Saved entries
//! Bypass actors.
//!
//! Team and custom repository role actors are translated by name. Low IDs
//! denote GitHub's built-in roles, which are the same in every organization,
//! and are left alone along with integrations and anything unrecognised.

use crate::auth::InstallationBroker;
use crate::effects::GitHubInterpreter;
use crate::github::GitHubApiError;
use crate::resolve::{EntityResolver, Resolution};
use crate::types::{ActorId, ActorType, BypassActor, RoleId, RulesetDocument, TeamId};

use super::ProcessError;

/// Highest actor ID reserved for built-in roles.
pub const MAX_RESERVED_ACTOR_ID: u64 = 5;

/// Whether an actor's ID is organization-scoped and needs translating.
pub fn should_rewrite_actor(actor: &BypassActor) -> bool {
    let id = actor.id().0;
    id != 0 && id > MAX_RESERVED_ACTOR_ID
}

/// Translates team and custom-role bypass actors, in order.
///
/// A team missing from the target aborts the ruleset. A role missing from
/// the target leaves that actor unchanged.
pub async fn rewrite_bypass_actors<T, B>(
    resolver: &EntityResolver<'_, T, B>,
    ruleset: &mut RulesetDocument,
) -> Result<(), ProcessError>
where
    T: GitHubInterpreter<Error = GitHubApiError> + Sync,
    B: InstallationBroker + Sync,
    B::Client: Sync,
{
    let name = &ruleset.name;
    let source_org = &ruleset.source;

    for actor in ruleset.bypass_actors.iter_mut() {
        if !should_rewrite_actor(actor) {
            continue;
        }
        let actor_id = actor.id();

        match &actor.actor_type {
            ActorType::Team => {
                let resolution = resolver
                    .resolve_team(source_org, TeamId(actor_id.0))
                    .await
                    .map_err(|source| ProcessError::TeamActor {
                        ruleset: name.clone(),
                        actor_id,
                        source,
                    })?;
                if let Resolution::Resolved(team) = resolution {
                    tracing::info!(ruleset = %name, team = %team.name, from = %actor_id, to = %team.id, "Rewrote team bypass actor");
                    actor.actor_id = Some(ActorId::from(team.id));
                }
            }
            ActorType::RepositoryRole => {
                let resolution = resolver
                    .resolve_custom_role(source_org, RoleId(actor_id.0))
                    .await
                    .map_err(|source| ProcessError::RoleActor {
                        ruleset: name.clone(),
                        actor_id,
                        source,
                    })?;
                match resolution {
                    Resolution::Resolved(role) => {
                        tracing::info!(ruleset = %name, role = %role.name, from = %actor_id, to = %role.id, "Rewrote repository role bypass actor");
                        actor.actor_id = Some(ActorId::from(role.id));
                    }
                    Resolution::Unresolved { name: role } => {
                        tracing::info!(
                            ruleset = %name,
                            role = %role,
                            org = %resolver.target_org(),
                            "Repository role missing in target, leaving bypass actor unchanged"
                        );
                    }
                }
            }
            ActorType::Integration => {
                tracing::debug!(ruleset = %name, actor_id = %actor_id, "Skipping integration bypass actor");
            }
            other => {
                tracing::warn!(ruleset = %name, actor_id = %actor_id, actor_type = %other, "Unhandled actor type");
            }
        }
    }

    Ok(())
}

* **Task details**: Lines from the start of the records through the one containing "and anything unrecognised." are what should be retyped, exactly and in full, both ends included.

* **Response below**:
//! Bypass actors.
//!
//! Team and custom repository role actors are translated by name. Low IDs
//! denote GitHub's built-in roles, which are the same in every organization,
//! and are left alone along with integrations and anything unrecognised.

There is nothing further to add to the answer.